Glenn N. Levine, MD, FAHA, FACC
Review
Aggarwal V, Stanislawski MA, Maddox TM, et al. Safety and effectiveness of drug-eluting versus bare-metal stents in saphenous vein bypass graft percutaneous coronary intervention. J Am Coll Cardiol 2014;64:1825-1836.
It is generally accepted that drug-eluting stents (DES) decrease the risk of restenosis in native coronary arteries compared with bare metal stents (BMS). However, the overall safety and benefit of DES implantation, including long-term benefits, in saphenous vein bypass grafts (SVGs) remains the subject, at least to some extent, of continued evaluation. This issue is of great clinical importance because by 10 years after bypass surgery, half of SVGs are occluded, and of those still potent, half are diseased.1,2 A recent report3 by Aggarwal and colleagues adds to our understanding of who is being treated with DES for SVG percutaneous coronary intervention (PCI) and what the short- and long-term outcomes of their use are compared with BMS for SVG-PCI.
Study Details
In this study, Aggarwal and colleagues sought to utilize data from the Veterans Affairs (VA) CART Program to assess patient and lesion characteristics and the acute and long-term outcomes of patients treated with DES or BMS during SVG-PCI. The VA-CART program is a national database of all 63 VA medical centers that perform PCI. The data are linked with VA electronic health records, allowing for linkage to longitudinal outcome data, as well as fee-based data for non-VA care. Data elements in VA-CART are standardized and based on the American College of Cardiology (ACC) National Cardiovascular Data Registry (NCDR) for catheterization-PCI.

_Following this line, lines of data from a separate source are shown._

//! # Tasklist Testing
//!
//! Testing utilities and helpers for the Tasklist architecture.
//!
//! This crate provides:
//! - Deterministic implementations of the environment traits
//! - An in-memory durable store with write accounting and failure injection
//! - [`ReducerTest`], a one-shot reducer runner, plus effect assertions
//!
//! ## Example
//!
//! ```ignore
//! use tasklist_testing::{test_clock, InMemoryStorage, SequentialIdGenerator};
//!
//! #[tokio::test(start_paused = true)]
//! async fn test_debounced_write() {
//!     let storage = InMemoryStorage::new();
//!     let app = build_app(test_clock(), SequentialIdGenerator::new("id"), storage.clone());
//!
//!     app.add_todo("Buy milk").await;
//!     tokio::time::sleep(Duration::from_millis(600)).await;
//!
//!     assert_eq!(storage.write_count(), 1);
//! }
//! ```

use chrono::{DateTime, Utc};
use tasklist_core::environment::{Clock, IdGenerator, KeyValueStore, StorageError};


/// Mock implementations of Environment traits
pub mod mocks {
    use super::{Clock, DateTime, IdGenerator, KeyValueStore, StorageError, Utc};
    use std::collections::HashMap;
    use std::sync::atomic::{AtomicBool, AtomicU64, AtomicUsize, Ordering};
    use std::sync::{Arc, Mutex, MutexGuard, PoisonError};

    /// Fixed clock for deterministic tests
    ///
    /// Always returns the same time, making tests reproducible.
    ///
    /// # Example
    ///
    /// ```
    /// use tasklist_testing::mocks::FixedClock;
    /// use tasklist_core::environment::Clock;
    /// use chrono::Utc;
    ///
    /// let clock = FixedClock::new(Utc::now());
    /// let time1 = clock.now();
    /// let time2 = clock.now();
    /// assert_eq!(time1, time2); // Always the same!
    /// ```
    #[derive(Debug, Clone)]
    pub struct FixedClock {
        time: DateTime<Utc>,
    }

    impl FixedClock {
        /// Create a new fixed clock with the given time
        #[must_use]
        pub const fn new(time: DateTime<Utc>) -> Self {
            Self { time }
        }
    }

    impl Clock for FixedClock {
        fn now(&self) -> DateTime<Utc> {
            self.time
        }
    }

    /// Create a default fixed clock for tests (2025-01-01 00:00:00 UTC)
    ///
    /// # Panics
    ///
    /// This function will panic if the hardcoded timestamp fails to parse,
    /// which should never happen in practice.
    #[must_use]
    #[allow(clippy::expect_used)]
    pub fn test_clock() -> FixedClock {
        FixedClock::new(
            DateTime::parse_from_rfc3339("2025-01-01T00:00:00Z")
                .expect("hardcoded timestamp should always parse")
                .with_timezone(&Utc),
        )
    }

    /// Predictable ids: `{prefix}-1`, `{prefix}-2`, ...
    ///
    /// ```
    /// use tasklist_testing::mocks::SequentialIdGenerator;
    /// use tasklist_core::environment::IdGenerator;
    ///
    /// let ids = SequentialIdGenerator::new("todo");
    /// assert_eq!(ids.next_id(), "todo-1");
    /// assert_eq!(ids.next_id(), "todo-2");
    /// ```
    #[derive(Debug, Clone)]
    pub struct SequentialIdGenerator {
        prefix: String,
        next: Arc<AtomicU64>,
    }

    impl SequentialIdGenerator {
        /// Create a generator whose ids start at `{prefix}-1`
        #[must_use]
        pub fn new(prefix: impl Into<String>) -> Self {
            Self {
                prefix: prefix.into(),
                next: Arc::new(AtomicU64::new(1)),
            }
        }
    }

    impl IdGenerator for SequentialIdGenerator {
        fn next_id(&self) -> String {
            let n = self.next.fetch_add(1, Ordering::SeqCst);
            format!("{}-{n}", self.prefix)
        }
    }

    /// In-memory durable store for fast, deterministic testing.
    ///
    /// Counts successful writes and can be told to fail reads, fail writes,
    /// or enforce a byte quota on stored values.
    ///
    /// ```
    /// use tasklist_testing::mocks::InMemoryStorage;
    /// use tasklist_core::environment::KeyValueStore;
    ///
    /// let storage = InMemoryStorage::with_quota(4);
    /// assert!(storage.set("k", "1234").is_ok());
    /// assert!(storage.set("k", "12345").is_err());
    /// assert_eq!(storage.raw("k").as_deref(), Some("1234"));
    /// ```
    #[derive(Clone, Debug, Default)]
    pub struct InMemoryStorage {
        data: Arc<Mutex<HashMap<String, String>>>,
        writes: Arc<AtomicUsize>,
        quota: Option<usize>,
        fail_writes: Arc<AtomicBool>,
        fail_reads: Arc<AtomicBool>,
    }

    impl InMemoryStorage {
        /// Create a new empty store without a quota
        #[must_use]
        pub fn new() -> Self {
            Self::default()
        }

        /// Create a store rejecting values longer than `bytes`
        #[must_use]
        pub fn with_quota(bytes: usize) -> Self {
            Self {
                quota: Some(bytes),
                ..Self::default()
            }
        }

        /// Seed a raw value, bypassing write accounting
        pub fn seed(&self, key: &str, value: &str) {
            self.lock().insert(key.to_string(), value.to_string());
        }

        /// The raw value stored under `key`
        #[must_use]
        pub fn raw(&self, key: &str) -> Option<String> {
            self.lock().get(key).cloned()
        }

        /// Whether `key` is present
        #[must_use]
        pub fn contains_key(&self, key: &str) -> bool {
            self.lock().contains_key(key)
        }

        /// Number of successful `set` calls
        #[must_use]
        pub fn write_count(&self) -> usize {
            self.writes.load(Ordering::SeqCst)
        }

        /// Make every following `set` and `remove` fail with an I/O error
        pub fn fail_writes(&self, fail: bool) {
            self.fail_writes.store(fail, Ordering::SeqCst);
        }

        /// Make every following `get` fail with an I/O error
        pub fn fail_reads(&self, fail: bool) {
            self.fail_reads.store(fail, Ordering::SeqCst);
        }

        fn lock(&self) -> MutexGuard<'_, HashMap<String, String>> {
            self.data.lock().unwrap_or_else(PoisonError::into_inner)
        }
    }

    impl KeyValueStore for InMemoryStorage {
        fn get(&self, key: &str) -> Result<Option<String>, StorageError> {
            if self.fail_reads.load(Ordering::SeqCst) {
                return Err(StorageError::Io {
                    key: key.to_string(),
                    message: "injected read failure".to_string(),
                });
            }
            Ok(self.lock().get(key).cloned())
        }

        fn set(&self, key: &str, value: &str) -> Result<(), StorageError> {
            if self.fail_writes.load(Ordering::SeqCst) {
                return Err(StorageError::Io {
                    key: key.to_string(),
                    message: "injected write failure".to_string(),
                });
            }
            if self.quota.is_some_and(|quota| value.len() > quota) {
                return Err(StorageError::QuotaExceeded {
                    key: key.to_string(),
                });
            }
            self.lock().insert(key.to_string(), value.to_string());
            self.writes.fetch_add(1, Ordering::SeqCst);
            Ok(())
        }

        fn remove(&self, key: &str) -> Result<(), StorageError> {
            if self.fail_writes.load(Ordering::SeqCst) {
                return Err(StorageError::Io {
                    key: key.to_string(),
                    message: "injected remove failure".to_string(),
                });
            }
            self.lock().remove(key);
            Ok(())
        }
    }
}

// Re-export commonly used items
pub use mocks::{test_clock, FixedClock, InMemoryStorage, SequentialIdGenerator};
pub use reducer_test::{assertions, ReducerTest};
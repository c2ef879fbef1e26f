//! Title sanitization and validation.
//!
//! Sanitizing trims the input and replaces the HTML-reserved characters
//! `& < > " ' /` with entities. It is plain character substitution, no
//! parsing.
//!
//! The XSS and SQL detectors are best-effort regular expressions run against
//! the raw input. They catch the known patterns below and nothing else;
//! false negatives are expected. They are a filter, not a security boundary.

use crate::types::MAX_TITLE_LENGTH;
use serde_json::{Map, Value};

/// Title was not a string
pub const TITLE_NOT_STRING: &str = "TODO title must be a string.";
/// Title was empty after trimming
pub const TITLE_REQUIRED: &str = "TODO title is required.";
/// Title exceeded [`MAX_TITLE_LENGTH`] after sanitizing
pub const TITLE_TOO_LONG: &str = "TODO title must be 30 characters or fewer.";
/// Title contained one of `< > " ' &`
pub const TITLE_FORBIDDEN_CHARACTERS: &str = "TODO title contains characters that are not allowed.";
/// Title consisted of whitespace only
pub const TITLE_WHITESPACE_ONLY: &str = "TODO title cannot consist of whitespace only.";
/// Title looked like an SQL fragment
pub const TITLE_SQL_PATTERN: &str = "TODO title contains a disallowed keyword or comment marker.";
/// Title looked like markup or script
pub const TITLE_XSS_PATTERN: &str = "TODO title contains a disallowed script or markup pattern.";

/// Generic input was not a string
pub const INPUT_NOT_STRING: &str = "Input must be a string.";
/// Generic input was empty
pub const INPUT_REQUIRED: &str = "Input is required.";
/// Generic input had content that sanitized away to nothing
pub const INPUT_UNPROCESSABLE: &str = "Input contains invalid characters and cannot be processed.";
/// Generic input matched an XSS pattern
pub const INPUT_XSS_PATTERN: &str = "Input contains a disallowed pattern.";
/// Diagnostic attached to inputs matching an XSS pattern
pub const XSS_WARNING: &str = "XSS attack pattern detected.";

mod patterns {
    #![allow(clippy::expect_used)] // literal patterns, checked by tests

    use once_cell::sync::Lazy;
    use regex::Regex;

    pub static FORBIDDEN_CHARACTERS: Lazy<Regex> =
        Lazy::new(|| Regex::new(r#"[<>"'&]"#).expect("valid forbidden character regex"));

    pub static WHITESPACE_ONLY: Lazy<Regex> =
        Lazy::new(|| Regex::new(r"^\s+$").expect("valid whitespace regex"));

    pub static SQL: Lazy<Vec<Regex>> = Lazy::new(|| {
        [
            r"(?i)\b(SELECT|INSERT|UPDATE|DELETE|DROP|CREATE|ALTER|EXEC|EXECUTE)\b",
            r"(--|#|/\*|\*/)",
            r#"(?i)\b(OR|AND)\b.*['"]"#,
        ]
        .into_iter()
        .map(|pattern| Regex::new(pattern).expect("valid sql regex"))
        .collect()
    });

    pub static XSS: Lazy<Vec<Regex>> = Lazy::new(|| {
        [
            r"(?is)<script\b.*?</script>",
            r"(?i)javascript:",
            r"(?i)on\w+\s*=",
            r"(?i)<iframe\b",
            r"(?i)<object\b",
            r"(?i)<embed\b",
            r"(?i)<form\b",
            r"(?i)expression\s*\(",
            r"(?i)vbscript:",
            r"(?i)data:text/html",
        ]
        .into_iter()
        .map(|pattern| Regex::new(pattern).expect("valid xss regex"))
        .collect()
    });
}

/// Replace `& < > " ' /` with their HTML entities
///
/// ```
/// assert_eq!(todo::sanitizer::escape_html("a<b>/c"), "a&lt;b&gt;&#x2F;c");
/// ```
#[must_use]
pub fn escape_html(text: &str) -> String {
    let mut escaped = String::with_capacity(text.len());
    for ch in text.chars() {
        match ch {
            '&' => escaped.push_str("&amp;"),
            '<' => escaped.push_str("&lt;"),
            '>' => escaped.push_str("&gt;"),
            '"' => escaped.push_str("&quot;"),
            '\'' => escaped.push_str("&#x27;"),
            '/' => escaped.push_str("&#x2F;"),
            other => escaped.push(other),
        }
    }
    escaped
}

/// Trim, then escape
#[must_use]
pub fn sanitize(text: &str) -> String {
    escape_html(text.trim())
}

/// Whether `text` matches a known script, handler, or embedding pattern
#[must_use]
pub fn detect_xss_patterns(text: &str) -> bool {
    patterns::XSS.iter().any(|pattern| pattern.is_match(text))
}

/// Whether `text` matches a known SQL keyword or comment pattern
#[must_use]
pub fn detect_sql_patterns(text: &str) -> bool {
    patterns::SQL.iter().any(|pattern| pattern.is_match(text))
}

/// Outcome of title validation
#[derive(Clone, Debug, PartialEq, Eq)]
pub struct TitleValidation {
    /// Whether `errors` is empty
    pub is_valid: bool,
    /// The sanitized title, usable only when valid
    pub sanitized_title: String,
    /// User-facing reasons for rejection, in check order
    pub errors: Vec<String>,
}

/// Validate and sanitize a todo title
///
/// Length is counted in characters on the sanitized text. Pattern checks
/// run against the raw text, so each problem gets its own message.
#[must_use]
pub fn validate_title(raw: &str) -> TitleValidation {
    let sanitized = sanitize(raw);
    let mut errors = Vec::new();

    let length = sanitized.chars().count();
    if length == 0 {
        errors.push(TITLE_REQUIRED.to_string());
    } else if length > MAX_TITLE_LENGTH {
        errors.push(TITLE_TOO_LONG.to_string());
    }

    if patterns::FORBIDDEN_CHARACTERS.is_match(raw) {
        errors.push(TITLE_FORBIDDEN_CHARACTERS.to_string());
    }

    if patterns::WHITESPACE_ONLY.is_match(raw) {
        errors.push(TITLE_WHITESPACE_ONLY.to_string());
    }

    if detect_sql_patterns(raw) {
        errors.push(TITLE_SQL_PATTERN.to_string());
    }

    if detect_xss_patterns(raw) {
        errors.push(TITLE_XSS_PATTERN.to_string());
    }

    TitleValidation {
        is_valid: errors.is_empty(),
        sanitized_title: sanitized,
        errors,
    }
}

/// Validate an untyped title, rejecting anything but a JSON string
#[must_use]
pub fn validate_title_value(raw: &Value) -> TitleValidation {
    match raw {
        Value::String(title) => validate_title(title),
        _ => TitleValidation {
            is_valid: false,
            sanitized_title: String::new(),
            errors: vec![TITLE_NOT_STRING.to_string()],
        },
    }
}

/// Outcome of generic input validation
#[derive(Clone, Debug, PartialEq, Eq)]
pub struct InputValidation {
    /// Whether `errors` is empty
    pub is_valid: bool,
    /// The sanitized input
    pub sanitized_value: String,
    /// Problems that block submission
    pub errors: Vec<String>,
    /// Diagnostics only; an XSS match also adds an error
    pub security_warnings: Vec<String>,
}

/// Type, XSS, and length checks for an arbitrary input field
#[must_use]
pub fn comprehensive_input_validation(input: &Value, max_length: usize) -> InputValidation {
    let Value::String(text) = input else {
        return InputValidation {
            is_valid: false,
            sanitized_value: String::new(),
            errors: vec![INPUT_NOT_STRING.to_string()],
            security_warnings: Vec::new(),
        };
    };

    let mut errors = Vec::new();
    let mut security_warnings = Vec::new();

    if detect_xss_patterns(text) {
        tracing::warn!(input_len = text.len(), "XSS pattern detected in input");
        security_warnings.push(XSS_WARNING.to_string());
        errors.push(INPUT_XSS_PATTERN.to_string());
    }

    let sanitized_value = sanitize(text);
    let length = sanitized_value.chars().count();

    if length == 0 && !text.is_empty() {
        errors.push(INPUT_UNPROCESSABLE.to_string());
    } else if length == 0 {
        errors.push(INPUT_REQUIRED.to_string());
    } else if length > max_length {
        errors.push(format!("Input must be {max_length} characters or fewer."));
    }

    InputValidation {
        is_valid: errors.is_empty(),
        sanitized_value,
        errors,
        security_warnings,
    }
}

/// Sanitize every string field of a form payload in place
pub fn sanitize_form_data(form: &mut Map<String, Value>) {
    for value in form.values_mut() {
        if let Value::String(text) = value {
            *text = sanitize(text);
        }
    }
}
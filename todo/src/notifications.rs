//! Ordered queue of short-lived result messages.
//!
//! Expiry is driven from outside: the reducer arms one timer per success
//! message and removes it by id when the timer fires, so a later message
//! with the same text is never touched.

use crate::types::{MessageId, ResultMessage};

/// Messages in insertion order
#[derive(Clone, Debug, Default, PartialEq, Eq)]
pub struct NotificationQueue {
    messages: Vec<ResultMessage>,
}

impl NotificationQueue {
    /// Creates an empty queue
    #[must_use]
    pub const fn new() -> Self {
        Self {
            messages: Vec::new(),
        }
    }

    /// Appends a message
    pub fn push(&mut self, message: ResultMessage) {
        self.messages.push(message);
    }

    /// Removes the message with `id`, if it is still queued
    pub fn remove(&mut self, id: &MessageId) -> Option<ResultMessage> {
        let index = self.messages.iter().position(|message| &message.id == id)?;
        Some(self.messages.remove(index))
    }

    /// Empties the queue, returning what it held
    pub fn clear(&mut self) -> Vec<ResultMessage> {
        std::mem::take(&mut self.messages)
    }

    /// Iterates in insertion order
    pub fn iter(&self) -> std::slice::Iter<'_, ResultMessage> {
        self.messages.iter()
    }

    /// Queued messages in insertion order
    #[must_use]
    pub fn as_slice(&self) -> &[ResultMessage] {
        &self.messages
    }

    /// Number of queued messages
    #[must_use]
    pub fn len(&self) -> usize {
        self.messages.len()
    }

    /// Whether nothing is queued
    #[must_use]
    pub fn is_empty(&self) -> bool {
        self.messages.is_empty()
    }
}

impl<'a> IntoIterator for &'a NotificationQueue {
    type Item = &'a ResultMessage;
    type IntoIter = std::slice::Iter<'a, ResultMessage>;

    fn into_iter(self) -> Self::IntoIter {
        self.iter()
    }
}
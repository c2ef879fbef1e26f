//! # Tasklist Core
//!
//! Core traits and types for the Tasklist reducer architecture.
//!
//! Business logic lives in reducers: pure functions that mutate owned state
//! and describe (but never perform) side effects. The runtime crate executes
//! those descriptions.
//!
//! ## Core Concepts
//!
//! - **State**: Domain state owned by a single store
//! - **Action**: All inputs to a reducer (user intents and effect feedback)
//! - **Reducer**: `(State, Action, Environment) → (State, Effects)`
//! - **Effect**: Side effect descriptions, optionally keyed for cancellation
//! - **Environment**: Injected dependencies (clock, id source, durable storage)
//!
//! ## Example
//!
//! ```
//! use tasklist_core::{effect::Effect, reducer::Reducer, smallvec, SmallVec};
//! use std::time::Duration;
//!
//! #[derive(Clone, Debug, Default)]
//! struct DraftState {
//!     text: String,
//!     saved: bool,
//! }
//!
//! #[derive(Clone, Debug)]
//! enum DraftAction {
//!     Edit(String),
//!     Save,
//! }
//!
//! struct DraftReducer;
//!
//! impl Reducer for DraftReducer {
//!     type State = DraftState;
//!     type Action = DraftAction;
//!     type Environment = ();
//!
//!     fn reduce(
//!         &self,
//!         state: &mut DraftState,
//!         action: DraftAction,
//!         _env: &(),
//!     ) -> SmallVec<[Effect<DraftAction>; 4]> {
//!         match action {
//!             DraftAction::Edit(text) => {
//!                 state.text = text;
//!                 state.saved = false;
//!                 smallvec![Effect::debounce(
//!                     "draft-save",
//!                     Duration::from_millis(500),
//!                     DraftAction::Save,
//!                 )]
//!             }
//!             DraftAction::Save => {
//!                 state.saved = true;
//!                 SmallVec::new()
//!             }
//!         }
//!     }
//! }
//! ```

// Re-export commonly used types
pub use chrono::{DateTime, Utc};
pub use smallvec::{smallvec, SmallVec};

/// Reducer module - The core trait for business logic
///
/// Reducers are pure functions: `(State, Action, Environment) → (State, Effects)`
///
/// They contain all business logic and are deterministic and testable.
pub mod reducer {
    use super::effect::Effect;
    use smallvec::SmallVec;

    /// The Reducer trait - core abstraction for business logic
    ///
    /// # Type Parameters
    ///
    /// - `State`: The domain state this reducer operates on
    /// - `Action`: The action type this reducer processes
    /// - `Environment`: The injected dependencies this reducer needs
    pub trait Reducer {
        /// The state type this reducer operates on
        type State;

        /// The action type this reducer processes
        type Action;

        /// The environment type with injected dependencies
        type Environment;

        /// Reduce an action into state changes and effects
        ///
        /// This is a pure function that:
        /// 1. Validates the action
        /// 2. Updates state in place
        /// 3. Returns effect descriptions to be executed
        fn reduce(
            &self,
            state: &mut Self::State,
            action: Self::Action,
            env: &Self::Environment,
        ) -> SmallVec<[Effect<Self::Action>; 4]>;
    }
}

/// Effect module - Side effect descriptions
///
/// Effects describe side effects to be performed by the runtime.
/// They are values (not execution) and are composable and cancellable.
pub mod effect {
    use std::borrow::Cow;
    use std::future::Future;
    use std::pin::Pin;
    use std::time::Duration;

    /// Identifier for a cancellable effect
    ///
    /// At most one effect runs per id: registering a new cancellable effect
    /// under an id aborts the one already registered there.
    #[derive(Clone, Debug, PartialEq, Eq, Hash, PartialOrd, Ord)]
    pub struct EffectId(Cow<'static, str>);

    impl EffectId {
        /// Creates an id from a static name or an owned string
        #[must_use]
        pub fn new(id: impl Into<Cow<'static, str>>) -> Self {
            Self(id.into())
        }

        /// Returns the id as a string slice
        #[must_use]
        pub fn as_str(&self) -> &str {
            &self.0
        }
    }

    impl std::fmt::Display for EffectId {
        fn fmt(&self, f: &mut std::fmt::Formatter<'_>) -> std::fmt::Result {
            f.write_str(&self.0)
        }
    }

    impl From<&'static str> for EffectId {
        fn from(id: &'static str) -> Self {
            Self(Cow::Borrowed(id))
        }
    }

    impl From<String> for EffectId {
        fn from(id: String) -> Self {
            Self(Cow::Owned(id))
        }
    }

    /// Effect type - describes a side effect to be executed
    ///
    /// Effects are NOT executed immediately. They are descriptions of what should happen,
    /// returned from reducers and executed by the Store runtime.
    pub enum Effect<Action> {
        /// No-op effect
        None,

        /// Run effects in parallel
        Parallel(Vec<Effect<Action>>),

        /// Run effects sequentially
        Sequential(Vec<Effect<Action>>),

        /// Delayed action (timeouts, expiry, debounce)
        Delay {
            /// How long to wait
            duration: Duration,
            /// Action to dispatch after delay
            action: Box<Action>,
        },

        /// Arbitrary async computation
        ///
        /// Returns `Option<Action>` - if Some, the action is fed back into the reducer
        Future(Pin<Box<dyn Future<Output = Option<Action>> + Send>>),

        /// Run `effect` under `id`, replacing any effect already running under it
        Cancellable {
            /// Cancellation key
            id: EffectId,
            /// The effect to run
            effect: Box<Effect<Action>>,
        },

        /// Abort the effect registered under the id, if any
        Cancel(EffectId),
    }

    // Manual Debug implementation since Future doesn't implement Debug
    impl<Action> std::fmt::Debug for Effect<Action>
    where
        Action: std::fmt::Debug,
    {
        fn fmt(&self, f: &mut std::fmt::Formatter<'_>) -> std::fmt::Result {
            match self {
                Effect::None => write!(f, "Effect::None"),
                Effect::Parallel(effects) => {
                    f.debug_tuple("Effect::Parallel").field(effects).finish()
                },
                Effect::Sequential(effects) => {
                    f.debug_tuple("Effect::Sequential").field(effects).finish()
                },
                Effect::Delay { duration, action } => f
                    .debug_struct("Effect::Delay")
                    .field("duration", duration)
                    .field("action", action)
                    .finish(),
                Effect::Future(_) => write!(f, "Effect::Future(<future>)"),
                Effect::Cancellable { id, effect } => f
                    .debug_struct("Effect::Cancellable")
                    .field("id", id)
                    .field("effect", effect)
                    .finish(),
                Effect::Cancel(id) => f.debug_tuple("Effect::Cancel").field(id).finish(),
            }
        }
    }

    impl<Action> Effect<Action> {
        /// Combine effects to run in parallel
        #[must_use]
        pub const fn merge(effects: Vec<Effect<Action>>) -> Effect<Action> {
            Effect::Parallel(effects)
        }

        /// Chain effects to run sequentially
        #[must_use]
        pub const fn chain(effects: Vec<Effect<Action>>) -> Effect<Action> {
            Effect::Sequential(effects)
        }

        /// Make this effect cancellable under `id`
        #[must_use]
        pub fn cancellable(self, id: impl Into<EffectId>) -> Effect<Action> {
            Effect::Cancellable {
                id: id.into(),
                effect: Box::new(self),
            }
        }

        /// Dispatch `action` once `window` passes without the same id being re-armed
        ///
        /// ```
        /// use tasklist_core::effect::{Effect, EffectId};
        /// use std::time::Duration;
        ///
        /// let effect = Effect::debounce("save", Duration::from_millis(500), "flush");
        /// assert_eq!(effect.cancellation_id(), Some(&EffectId::from("save")));
        /// ```
        #[must_use]
        pub fn debounce(id: impl Into<EffectId>, window: Duration, action: Action) -> Effect<Action> {
            Effect::Delay {
                duration: window,
                action: Box::new(action),
            }
            .cancellable(id)
        }

        /// The cancellation key of this effect, if it is `Cancellable` or `Cancel`
        #[must_use]
        pub const fn cancellation_id(&self) -> Option<&EffectId> {
            match self {
                Effect::Cancellable { id, .. } | Effect::Cancel(id) => Some(id),
                _ => None,
            }
        }

        /// Whether this effect does nothing
        #[must_use]
        pub const fn is_none(&self) -> bool {
            matches!(self, Effect::None)
        }
    }
}

/// Environment module - Dependency injection traits
///
/// All external dependencies are abstracted behind traits and injected
/// via the Environment parameter.
pub mod environment {
    use chrono::{DateTime, Utc};
    use thiserror::Error;

    /// Clock trait - abstracts time operations for testability
    pub trait Clock: Send + Sync {
        /// Get the current time
        fn now(&self) -> DateTime<Utc>;
    }

    /// Wall clock
    #[derive(Debug, Clone, Copy, Default)]
    pub struct SystemClock;

    impl Clock for SystemClock {
        fn now(&self) -> DateTime<Utc> {
            Utc::now()
        }
    }

    /// Source of opaque unique identifiers
    pub trait IdGenerator: Send + Sync {
        /// Produce an id never returned before by this generator
        fn next_id(&self) -> String;
    }

    /// Random v4 UUIDs
    #[derive(Debug, Clone, Copy, Default)]
    pub struct UuidGenerator;

    impl IdGenerator for UuidGenerator {
        fn next_id(&self) -> String {
            uuid::Uuid::new_v4().to_string()
        }
    }

    /// Errors raised by a [`KeyValueStore`]
    #[derive(Error, Debug, Clone, PartialEq, Eq)]
    pub enum StorageError {
        /// The backing medium failed
        #[error("storage I/O failed for key `{key}`: {message}")]
        Io {
            /// Key being accessed
            key: String,
            /// Underlying failure
            message: String,
        },

        /// The store refused a write because it is full
        #[error("storage quota exceeded while writing key `{key}`")]
        QuotaExceeded {
            /// Key being written
            key: String,
        },
    }

    /// Durable string key-value storage
    ///
    /// Calls are synchronous and may block; the runtime moves writes onto
    /// the blocking pool.
    pub trait KeyValueStore: Send + Sync {
        /// Read the value stored under `key`, `None` when absent
        ///
        /// # Errors
        ///
        /// Returns [`StorageError`] when the medium cannot be read.
        fn get(&self, key: &str) -> Result<Option<String>, StorageError>;

        /// Replace the value stored under `key`
        ///
        /// # Errors
        ///
        /// Returns [`StorageError`] when the write is rejected or fails.
        fn set(&self, key: &str, value: &str) -> Result<(), StorageError>;

        /// Delete `key`; deleting an absent key succeeds
        ///
        /// # Errors
        ///
        /// Returns [`StorageError`] when the medium cannot be modified.
        fn remove(&self, key: &str) -> Result<(), StorageError>;
    }
}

This retrospective study used data from all patients undergoing their first procedure of a SVG-PCI from October 1, 2007, through September 30, 2011. Patients who had undergone previous SVG-PCI, who received both DES and BMS, or had missing key data were excluded from analysis. Overall, approximately two-thirds of treated patients received DES. Of that group, 34% received first-generation DES (defined as either paclitaxel-eluting or sirolimus-eluting stents) and 64% received second-generation DES (defined as either everolimus-eluting or zotarolimus-eluting stents). Approximately 56% of patients had non-ST-elevation acute coronary syndromes (NSTE-ACS), 5% had ST-segment elevation myocardial infarction (STEMI), and 26% had stable angina or chest pain (the remainder of the procedures were for other or unclear indications). Outcomes were analyzed using propensity-matched cohorts using Cox proportional hazards regression models.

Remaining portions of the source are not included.